In 1995, his hit single "Clubbed to Death" gave him a recognised name in the UK dance club scene. He produced half a dozen remixes of it, including the "Kurayamino Variation". His label Mo' Wax Records was pleased and commissioned the follow-up, "Clubbed to Death 2" (later the bonus track on the album). CTD2 was never released as a single, but appeared on the James Lavelle disc of the 1996 DJ mix compilation album, Cream Live 2. During this time, he contributed music to Impossible Princess, the studio album of fellow Australian, Kylie Minogue.

"Furious Angels" was not released on Mo' Wax, but Dougan eventually released it as a single in 1998 on Rollo's label Cheeky Records. Dougan worked for the following six years, doing remixes and licensing his tracks, in order to self-produce the album, which was backed by a full orchestra and a full choir. "Furious Angels" also featured as the musical score accompanying the introduction sequence for the 2000 racing simulation game Grand Prix 3.
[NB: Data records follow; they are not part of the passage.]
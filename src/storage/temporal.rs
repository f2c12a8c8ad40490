//! TemporalData - many fixed-dimension vectors per moment
//!
//! Simultaneous readings (multi-channel capture, several sensors sampled on
//! the same tick) are all kept; an append never replaces earlier records at
//! the same moment.

use crate::storage::error::StoreResult;
use crate::storage::moment::Moment;
use crate::storage::multimap::{MultiMap, Rows};
use crate::storage::types::TimeKeyed;

/// Multi-valued map from moment to vectors of `dimension` components
#[derive(Debug, Clone)]
pub struct TemporalData<V> {
    records: MultiMap<Moment, V>,
}

impl<V: Clone> TemporalData<V> {
    /// Create a container whose vectors all have `dimension` components
    pub fn new(dimension: usize) -> Self {
        Self {
            records: MultiMap::new(dimension),
        }
    }

    pub fn with_capacity(dimension: usize, moments: usize) -> Self {
        Self {
            records: MultiMap::with_capacity(dimension, moments),
        }
    }

    /// Fixed vector length for this container
    pub fn dimension(&self) -> usize {
        self.records.dimension()
    }

    /// Add a vector under `moment`
    ///
    /// Fails with `DimensionMismatch` if `vector` does not have exactly
    /// `dimension()` components.
    pub fn append(&mut self, moment: Moment, vector: &[V]) -> StoreResult<()> {
        self.records.append(moment, vector)
    }

    /// All vectors at `moment` in insertion order; empty if none
    pub fn get_all(&self, moment: &Moment) -> Rows<'_, V> {
        self.records.get_all(moment)
    }

    /// Remove every vector at `moment`, returning how many were removed
    pub fn remove_all(&mut self, moment: &Moment) -> usize {
        self.records.remove_all(moment)
    }

    /// Number of vectors at `moment`
    pub fn count(&self, moment: &Moment) -> usize {
        self.records.count(moment)
    }

    /// Every record, unordered across moments
    pub fn iter(&self) -> impl Iterator<Item = (Moment, &[V])> {
        self.records.iter().map(|(m, row)| (*m, row))
    }

    /// Every record, ordered by moment and then by insertion
    pub fn sorted(&self) -> Vec<(Moment, &[V])> {
        let mut out = Vec::with_capacity(self.records.len());
        for moment in self.sorted_moments() {
            out.extend(self.get_all(&moment).map(|row| (moment, row)));
        }
        out
    }

    pub fn clear(&mut self) {
        self.records.clear();
    }

    /// Drop released slots from the row arena
    pub fn compact(&mut self) -> StoreResult<()> {
        self.records.compact()
    }
}

impl<V: Clone> TimeKeyed for TemporalData<V> {
    fn record_count(&self) -> usize {
        self.records.len()
    }

    fn key_count(&self) -> usize {
        self.records.key_count()
    }

    fn contains(&self, moment: &Moment) -> bool {
        self.records.contains_key(moment)
    }

    fn moments(&self) -> Vec<Moment> {
        self.records.keys().copied().collect()
    }
}
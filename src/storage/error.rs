//! Storage error types
//!
//! Defines all errors that can occur in the storage core. Every failure is
//! returned to the caller and leaves the container in its prior state.

use crate::storage::types::TagId;
use thiserror::Error;

/// Errors that can occur in the storage core
#[derive(Error, Debug)]
pub enum StoreError {
    /// A calendar or clock field is outside its valid range
    #[error("Invalid calendar value: {field} = {value}")]
    InvalidCalendarValue { field: &'static str, value: i64 },

    /// Exact-key or tag lookup missed
    #[error("Not found: {0}")]
    NotFound(String),

    /// Vector length does not match the container dimension
    #[error("Dimension mismatch: expected {expected} components, got {actual}")]
    DimensionMismatch { expected: usize, actual: usize },

    /// Rename target is already interned under a different id
    #[error("Conflict: tag {tag} is already interned as {existing}")]
    Conflict { tag: String, existing: TagId },

    /// A stored id no longer resolves in the lookup table
    #[error("Dangling reference: {0} is not present in the lookup table")]
    DanglingReference(TagId),

    /// The lookup table behind a tagged container has been dropped
    #[error("Lookup table has been released")]
    LookupTableReleased,

    /// A 32-bit id space has no ids left to hand out
    #[error("Capacity exhausted: no free {0} ids")]
    CapacityExhausted(&'static str),

    /// Timestamp text could not be parsed
    #[error("Parse error: {0}")]
    Parse(String),

    /// I/O operation failed
    #[error("IO error: {0}")]
    Io(#[from] std::io::Error),
}

/// Result type alias for storage operations
pub type StoreResult<T> = Result<T, StoreError>;

#[cfg(test)]
mod tests {
    use super::*;

    #[test]
    fn test_error_display() {
        let err = StoreError::DimensionMismatch {
            expected: 3,
            actual: 2,
        };
        assert_eq!(
            err.to_string(),
            "Dimension mismatch: expected 3 components, got 2"
        );

        let err = StoreError::InvalidCalendarValue {
            field: "month",
            value: 13,
        };
        assert_eq!(err.to_string(), "Invalid calendar value: month = 13");

        let err = StoreError::DanglingReference(TagId(7));
        assert_eq!(
            err.to_string(),
            "Dangling reference: #7 is not present in the lookup table"
        );

        let err = StoreError::CapacityExhausted("tag");
        assert_eq!(err.to_string(), "Capacity exhausted: no free tag ids");
    }

    #[test]
    fn test_io_error_conversion() {
        let io_err = std::io::Error::new(std::io::ErrorKind::NotFound, "file not found");
        let err: StoreError = io_err.into();
        assert!(matches!(err, StoreError::Io(_)));
    }
}
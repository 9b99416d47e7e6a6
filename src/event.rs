//! Nostr event model, canonical hashing, signing, and verification.

use secp256k1::{schnorr::Signature, Keypair, Message, Secp256k1, XOnlyPublicKey};
use serde::{Deserialize, Serialize};
use sha2::{Digest, Sha256};

use crate::error::{Error, Result};

/// Profile metadata (NIP-01).
pub const KIND_METADATA: u32 = 0;
/// Encrypted direct message (NIP-04).
pub const KIND_DM: u32 = 4;
/// Zap request (NIP-57).
pub const KIND_ZAP_REQUEST: u32 = 9734;

/// Wrapper for a Nostr tag expressed as an array of strings.
///
/// The first element denotes the type and the rest hold data, e.g.
/// `["p", "<pubkey>"]` references a recipient and
/// `["relays", "wss://a", "wss://b"]` lists relay URLs. Tags are stored
/// verbatim so uncommon or custom tags are preserved.
#[derive(Debug, Clone, Serialize, Deserialize, PartialEq)]
pub struct Tag(pub Vec<String>);

impl Tag {
    /// Tag referencing a recipient public key.
    pub fn p(pubkey: &str) -> Self {
        Tag(vec!["p".into(), pubkey.into()])
    }

    /// First value of the tag named `key`, if present.
    pub fn value<'a>(tags: &'a [Tag], key: &str) -> Option<&'a str> {
        tags.iter()
            .find(|Tag(fields)| fields.first().map(String::as_str) == Some(key))
            .and_then(|Tag(fields)| fields.get(1))
            .map(String::as_str)
    }
}

/// Signed, content-addressed protocol event.
///
/// ```json
/// {
///   "id": "aa11",
///   "pubkey": "8f2a...",
///   "kind": 4,
///   "created_at": 1700000000,
///   "tags": [["p", "b3c4..."]],
///   "content": "base64?iv=base64",
///   "sig": "deadbeef"
/// }
/// ```
#[derive(Debug, Clone, Serialize, Deserialize, PartialEq)]
pub struct Event {
    /// Event identifier (hex of SHA-256 over the canonical body).
    pub id: String,
    /// Author public key (hex, x-only).
    pub pubkey: String,
    /// Kind number, e.g. `0`, `4`, or `9734`.
    pub kind: u32,
    /// Unix timestamp of creation.
    pub created_at: u64,
    /// Ordered tags.
    pub tags: Vec<Tag>,
    /// Event content body.
    pub content: String,
    /// Schnorr signature over the event hash.
    pub sig: String,
}

/// Event body awaiting an id and signature.
#[derive(Debug, Clone)]
pub struct EventDraft {
    pub pubkey: String,
    pub created_at: u64,
    pub kind: u32,
    pub tags: Vec<Tag>,
    pub content: String,
}

impl EventDraft {
    /// Assemble an unsigned event. No validation beyond shape.
    pub fn new(
        kind: u32,
        pubkey: impl Into<String>,
        created_at: u64,
        tags: Vec<Tag>,
        content: impl Into<String>,
    ) -> Self {
        Self {
            pubkey: pubkey.into(),
            created_at,
            kind,
            tags,
            content: content.into(),
        }
    }

    /// SHA-256 over the canonical body serialization. Deterministic: the id
    /// doubles as the content address and the zap correlation token.
    pub fn id_hash(&self) -> Result<[u8; 32]> {
        event_hash(
            &self.pubkey,
            self.created_at,
            self.kind,
            &self.tags,
            &self.content,
        )
    }

    /// Compute the id and sign it, producing a finished event.
    pub fn sign(self, keypair: &Keypair) -> Result<Event> {
        let hash = self.id_hash()?;
        let msg = Message::from_digest_slice(&hash)
            .map_err(|e| Error::Signing(format!("bad digest: {e}")))?;
        let secp = Secp256k1::new();
        let sig = secp.sign_schnorr(&msg, keypair);
        Ok(Event {
            id: hex::encode(hash),
            pubkey: self.pubkey,
            kind: self.kind,
            created_at: self.created_at,
            tags: self.tags,
            content: self.content,
            sig: hex::encode(sig.as_ref()),
        })
    }
}

impl Event {
    /// Recompute the id from the body, compare against the stored id, then
    /// check the Schnorr signature against the author key. Events failing
    /// either check must be dropped, never displayed or acted upon.
    pub fn verify(&self) -> Result<()> {
        let hash = event_hash(
            &self.pubkey,
            self.created_at,
            self.kind,
            &self.tags,
            &self.content,
        )?;
        if hex::encode(hash) != self.id {
            return Err(Error::InvalidEvent("id mismatch".into()));
        }
        let sig_bytes =
            hex::decode(&self.sig).map_err(|_| Error::InvalidEvent("sig not hex".into()))?;
        let sig = Signature::from_slice(&sig_bytes)
            .map_err(|_| Error::InvalidEvent("malformed signature".into()))?;
        let pk_bytes =
            hex::decode(&self.pubkey).map_err(|_| Error::InvalidEvent("pubkey not hex".into()))?;
        let pk = XOnlyPublicKey::from_slice(&pk_bytes)
            .map_err(|_| Error::InvalidEvent("malformed pubkey".into()))?;
        let msg = Message::from_digest_slice(&hash)
            .map_err(|e| Error::InvalidEvent(format!("bad digest: {e}")))?;
        let secp = Secp256k1::verification_only();
        secp.verify_schnorr(&sig, &msg, &pk)
            .map_err(|_| Error::InvalidEvent("signature mismatch".into()))
    }
}

/// Canonical serialization `[0, pubkey, created_at, kind, tags, content]`
/// hashed with SHA-256. `id` and `sig` never enter the hash input.
fn event_hash(
    pubkey: &str,
    created_at: u64,
    kind: u32,
    tags: &[Tag],
    content: &str,
) -> Result<[u8; 32]> {
    let arr = serde_json::json!([0, pubkey, created_at, kind, tags, content]);
    let data =
        serde_json::to_vec(&arr).map_err(|e| Error::Signing(format!("serialization: {e}")))?;
    Ok(Sha256::digest(&data).into())
}

/// Current Unix timestamp in seconds.
pub fn unix_now() -> u64 {
    std::time::SystemTime::now()
        .duration_since(std::time::UNIX_EPOCH)
        .map(|d| d.as_secs())
        .unwrap_or(0)
}
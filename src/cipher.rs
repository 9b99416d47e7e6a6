//! NIP-04 payload encryption between two identities.

use aes::cipher::{block_padding::Pkcs7, BlockDecryptMut, BlockEncryptMut, KeyIvInit};
use base64::{engine::general_purpose::STANDARD as BASE64, Engine};
use rand::Rng;
use secp256k1::{ecdh, Parity, PublicKey, SecretKey};

use crate::error::{Error, Result};
use crate::identity;

type Aes256CbcEnc = cbc::Encryptor<aes::Aes256>;
type Aes256CbcDec = cbc::Decryptor<aes::Aes256>;

/// Symmetric key shared between two identities.
///
/// The x coordinate of the ECDH point, unhashed, as NIP-04 defines it. The
/// same value comes out on both sides regardless of which party derives it:
/// lifting the x-only peer key to even parity at worst negates the point,
/// which leaves the x coordinate untouched.
pub fn shared_secret(secret: &SecretKey, their_pub_hex: &str) -> Result<[u8; 32]> {
    let xonly = identity::parse_public_key(their_pub_hex)?;
    let full = PublicKey::from_x_only_public_key(xonly, Parity::Even);
    let point = ecdh::shared_secret_point(&full, secret);
    let mut key = [0u8; 32];
    key.copy_from_slice(&point[..32]);
    Ok(key)
}

/// Encrypt a message into a `base64(ct)?iv=base64(iv)` envelope.
///
/// A fresh random IV is drawn on every call; the envelope carries it so the
/// receiver needs no side-channel state.
pub fn encrypt(shared: &[u8; 32], plaintext: &str) -> String {
    let iv: [u8; 16] = rand::thread_rng().gen();
    let ct = Aes256CbcEnc::new(shared.into(), &iv.into())
        .encrypt_padded_vec_mut::<Pkcs7>(plaintext.as_bytes());
    format!("{}?iv={}", BASE64.encode(ct), BASE64.encode(iv))
}

/// Decrypt a NIP-04 envelope produced by [`encrypt`].
pub fn decrypt(shared: &[u8; 32], envelope: &str) -> Result<String> {
    let (ct_b64, iv_b64) = envelope
        .split_once("?iv=")
        .ok_or_else(|| Error::Decryption("missing iv separator".into()))?;
    let ct = BASE64
        .decode(ct_b64)
        .map_err(|e| Error::Decryption(format!("ciphertext base64: {e}")))?;
    let iv_bytes = BASE64
        .decode(iv_b64)
        .map_err(|e| Error::Decryption(format!("iv base64: {e}")))?;
    let iv: [u8; 16] = iv_bytes
        .try_into()
        .map_err(|_| Error::Decryption("iv is not 16 bytes".into()))?;
    let pt = Aes256CbcDec::new(shared.into(), &iv.into())
        .decrypt_padded_vec_mut::<Pkcs7>(&ct)
        .map_err(|_| Error::Decryption("bad padding".into()))?;
    String::from_utf8(pt).map_err(|_| Error::Decryption("plaintext is not utf-8".into()))
}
In 1999, his exposure increased dramatically when his "Clubbed to Death (Kurayamino Variation)" was featured on the soundtrack of The Matrix. He contributed two more tracks to the soundtrack of 2003's The Matrix Reloaded, "Château" and "Kung Fu" (a shortened version of "Furious Angels" made for The Matrix Reloaded). Some of the orchestral material for these tracks was recorded at 20th Century Fox Newman Scoring Stage where Star Wars had been scored. "I'm Not Driving Anymore (instrumental)" was also used for the trailer of the film and as background music for the DVD menu. The song was also featured in the 2001 racing movie Driven with vocals. He credits this career breakthrough to support of American DJ Jason Bentley.

In 2002 in the UK, and 2003 in the rest of the world, Dougan released his debut album Furious Angels, which was met with "Generally favorable" reviews from critics. Later in 2003, a two-disc re-release of Furious Angels featured all-instrumental versions on the second disc.

In 2006, Dougan was reportedly writing "a couple of songs" for Sugababes (for whom he produced the single "Too Lost in You"), and working on two albums of his own — one original, one classical.

A short film made for jewelry designer Solange Azagury-Partridge, The Letter, directed by Laurence Dunmore and starring Thandiwe Newton and Jason Isaacs features new music by Rob Dougan; the short film, however, does not mention the title of the song.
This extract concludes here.